* Dataset content *

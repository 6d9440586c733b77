// Core job types and the error taxonomy shared across the crate.

/// State of a server-side cleanup job as reported by the status endpoint.
///
/// Wire states the server does not currently emit round-trip through
/// `Other` so the presenter can still render something sensible.
#[derive(Debug, Clone, PartialEq, Eq)]
pub enum JobState {
    Pending,
    Progress,
    Success,
    Failure,
    Other(String),
}

impl JobState {
    /// Parse a wire state string. Unknown states are preserved verbatim.
    pub fn from_wire(state: &str) -> Self {
        match state {
            "PENDING" => JobState::Pending,
            "PROGRESS" => JobState::Progress,
            "SUCCESS" => JobState::Success,
            "FAILURE" => JobState::Failure,
            other => JobState::Other(other.to_string()),
        }
    }

    /// A terminal job emits no further snapshots once observed.
    pub fn is_terminal(&self) -> bool {
        matches!(self, JobState::Success | JobState::Failure)
    }
}

impl std::fmt::Display for JobState {
    fn fmt(&self, f: &mut std::fmt::Formatter<'_>) -> std::fmt::Result {
        match self {
            JobState::Pending => write!(f, "PENDING"),
            JobState::Progress => write!(f, "PROGRESS"),
            JobState::Success => write!(f, "SUCCESS"),
            JobState::Failure => write!(f, "FAILURE"),
            JobState::Other(s) => write!(f, "{}", s),
        }
    }
}

/// Handle to one server-side unit of work, returned by a successful
/// submission. Immutable; owned by the active poll session.
#[derive(Debug, Clone, PartialEq, Eq)]
pub struct JobHandle {
    pub task_id: String,
    pub status_url: String,
}

/// One point-in-time report of a job's state. Each poll produces a fresh
/// snapshot; snapshots are never mutated in place.
#[derive(Debug, Clone, PartialEq)]
pub struct StatusSnapshot {
    pub state: JobState,
    /// Already normalized to 0..=100 at parse time.
    pub progress: u8,
    pub message: String,
    pub original_filename: Option<String>,
    pub download_url: Option<String>,
    pub result_filename: Option<String>,
    pub error_detail: Option<String>,
}

/// Normalize a raw progress value into 0..=100.
///
/// Missing or non-numeric values fall back to a state-derived default:
/// 100 for a successful job, 0 otherwise. Out-of-range values clamp.
pub fn clamp_progress(raw: Option<f64>, state: &JobState) -> u8 {
    let default = if matches!(state, JobState::Success) { 100.0 } else { 0.0 };
    let value = raw.unwrap_or(default);
    // NaN clamps to NaN and casts to 0, which is the defensive default anyway.
    value.clamp(0.0, 100.0) as u8
}

#[derive(Debug, thiserror::Error)]
pub enum UploadError {
    /// Local input problem; surfaced as a UI warning, never sent anywhere.
    #[error("{0}")]
    Validation(String),

    /// The request could not complete or the body was unreadable.
    #[error("{0}")]
    Transport(String),

    /// The server rejected the submission with a structured error body.
    #[error("{message}")]
    ServerRejection { status: u16, message: String },

    /// A 2xx submission response carried neither a task id nor an error.
    #[error("Unexpected response from server.")]
    UnexpectedResponse,

    /// The status endpoint reported the job itself failed.
    #[error("{0}")]
    JobFailure(String),
}

pub type UploadResult<T> = std::result::Result<T, UploadError>;

#[cfg(test)]
mod tests {
    use super::*;

    #[test]
    fn test_from_wire_known_states() {
        assert_eq!(JobState::from_wire("PENDING"), JobState::Pending);
        assert_eq!(JobState::from_wire("PROGRESS"), JobState::Progress);
        assert_eq!(JobState::from_wire("SUCCESS"), JobState::Success);
        assert_eq!(JobState::from_wire("FAILURE"), JobState::Failure);
    }

    #[test]
    fn test_from_wire_unknown_state_preserved() {
        assert_eq!(
            JobState::from_wire("RETRY"),
            JobState::Other("RETRY".to_string())
        );
    }

    #[test]
    fn test_terminal_states() {
        assert!(JobState::Success.is_terminal());
        assert!(JobState::Failure.is_terminal());
        assert!(!JobState::Pending.is_terminal());
        assert!(!JobState::Progress.is_terminal());
        assert!(!JobState::Other("RETRY".to_string()).is_terminal());
    }

    #[test]
    fn test_clamp_progress_in_range() {
        assert_eq!(clamp_progress(Some(40.0), &JobState::Progress), 40);
        assert_eq!(clamp_progress(Some(0.0), &JobState::Pending), 0);
        assert_eq!(clamp_progress(Some(100.0), &JobState::Success), 100);
    }

    #[test]
    fn test_clamp_progress_out_of_range() {
        assert_eq!(clamp_progress(Some(-20.0), &JobState::Progress), 0);
        assert_eq!(clamp_progress(Some(250.0), &JobState::Progress), 100);
        assert_eq!(clamp_progress(Some(f64::NAN), &JobState::Progress), 0);
    }

    #[test]
    fn test_clamp_progress_missing_uses_state_default() {
        assert_eq!(clamp_progress(None, &JobState::Success), 100);
        assert_eq!(clamp_progress(None, &JobState::Pending), 0);
        assert_eq!(clamp_progress(None, &JobState::Failure), 0);
    }
}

* Work item *
Produce the whole listing once more, exactly.

* Answer space *
repository 6d9440586c733b77
// Core job types and the error taxonomy shared across the crate.

/// State of a server-side cleanup job as reported by the status endpoint.
///
/// Wire states the server does not currently emit round-trip through
/// `Other` so the presenter can still render something sensible.
#[derive(Debug, Clone, PartialEq, Eq)]
pub enum JobState {
    Pending,
    Progress,
    Success,
    Failure,
    Other(String),
}

impl JobState {
    /// Parse a wire state string. Unknown states are preserved verbatim.
    pub fn from_wire(state: &str) -> Self {
        match state {
            "PENDING" => JobState::Pending,
            "PROGRESS" => JobState::Progress,
            "SUCCESS" => JobState::Success,
            "FAILURE" => JobState::Failure,
            other => JobState::Other(other.to_string()),
        }
    }

    /// A terminal job emits no further snapshots once observed.
    pub fn is_terminal(&self) -> bool {
        matches!(self, JobState::Success | JobState::Failure)
    }
}

impl std::fmt::Display for JobState {
    fn fmt(&self, f: &mut std::fmt::Formatter<'_>) -> std::fmt::Result {
        match self {
            JobState::Pending => write!(f, "PENDING"),
            JobState::Progress => write!(f, "PROGRESS"),
            JobState::Success => write!(f, "SUCCESS"),
            JobState::Failure => write!(f, "FAILURE"),
            JobState::Other(s) => write!(f, "{}", s),
        }
    }
}

/// Handle to one server-side unit of work, returned by a successful
/// submission. Immutable; owned by the active poll session.
#[derive(Debug, Clone, PartialEq, Eq)]
pub struct JobHandle {
    pub task_id: String,
    pub status_url: String,
}

/// One point-in-time report of a job's state. Each poll produces a fresh
/// snapshot; snapshots are never mutated in place.
#[derive(Debug, Clone, PartialEq)]
pub struct StatusSnapshot {
    pub state: JobState,
    /// Already normalized to 0..=100 at parse time.
    pub progress: u8,
    pub message: String,
    pub original_filename: Option<String>,
    pub download_url: Option<String>,
    pub result_filename: Option<String>,
    pub error_detail: Option<String>,
}

/// Normalize a raw progress value into 0..=100.
///
/// Missing or non-numeric values fall back to a state-derived default:
/// 100 for a successful job, 0 otherwise. Out-of-range values clamp.
pub fn clamp_progress(raw: Option<f64>, state: &JobState) -> u8 {
    let default = if matches!(state, JobState::Success) { 100.0 } else { 0.0 };
    let value = raw.unwrap_or(default);
    // NaN clamps to NaN and casts to 0, which is the defensive default anyway.
    value.clamp(0.0, 100.0) as u8
}

#[derive(Debug, thiserror::Error)]
pub enum UploadError {
    /// Local input problem; surfaced as a UI warning, never sent anywhere.
    #[error("{0}")]
    Validation(String),

    /// The request could not complete or the body was unreadable.
    #[error("{0}")]
    Transport(String),

    /// The server rejected the submission with a structured error body.
    #[error("{message}")]
    ServerRejection { status: u16, message: String },

    /// A 2xx submission response carried neither a task id nor an error.
    #[error("Unexpected response from server.")]
    UnexpectedResponse,

    /// The status endpoint reported the job itself failed.
    #[error("{0}")]
    JobFailure(String),
}

pub type UploadResult<T> = std::result::Result<T, UploadError>;

#[cfg(test)]
mod tests {
    use super::*;

    #[test]
    fn test_from_wire_known_states() {
        assert_eq!(JobState::from_wire("PENDING"), JobState::Pending);
        assert_eq!(JobState::from_wire("PROGRESS"), JobState::Progress);
        assert_eq!(JobState::from_wire("SUCCESS"), JobState::Success);
        assert_eq!(JobState::from_wire("FAILURE"), JobState::Failure);
    }

    #[test]
    fn test_from_wire_unknown_state_preserved() {
        assert_eq!(
            JobState::from_wire("RETRY"),
            JobState::Other("RETRY".to_string())
        );
    }

    #[test]
    fn test_terminal_states() {
        assert!(JobState::Success.is_terminal());
        assert!(JobState::Failure.is_terminal());
        assert!(!JobState::Pending.is_terminal());
        assert!(!JobState::Progress.is_terminal());
        assert!(!JobState::Other("RETRY".to_string()).is_terminal());
    }

    #[test]
    fn test_clamp_progress_in_range() {
        assert_eq!(clamp_progress(Some(40.0), &JobState::Progress), 40);
        assert_eq!(clamp_progress(Some(0.0), &JobState::Pending), 0);
        assert_eq!(clamp_progress(Some(100.0), &JobState::Success), 100);
    }

    #[test]
    fn test_clamp_progress_out_of_range() {
        assert_eq!(clamp_progress(Some(-20.0), &JobState::Progress), 0);
        assert_eq!(clamp_progress(Some(250.0), &JobState::Progress), 100);
        assert_eq!(clamp_progress(Some(f64::NAN), &JobState::Progress), 0);
    }

    #[test]
    fn test_clamp_progress_missing_uses_state_default() {
        assert_eq!(clamp_progress(None, &JobState::Success), 100);
        assert_eq!(clamp_progress(None, &JobState::Pending), 0);
        assert_eq!(clamp_progress(None, &JobState::Failure), 0);
    }
}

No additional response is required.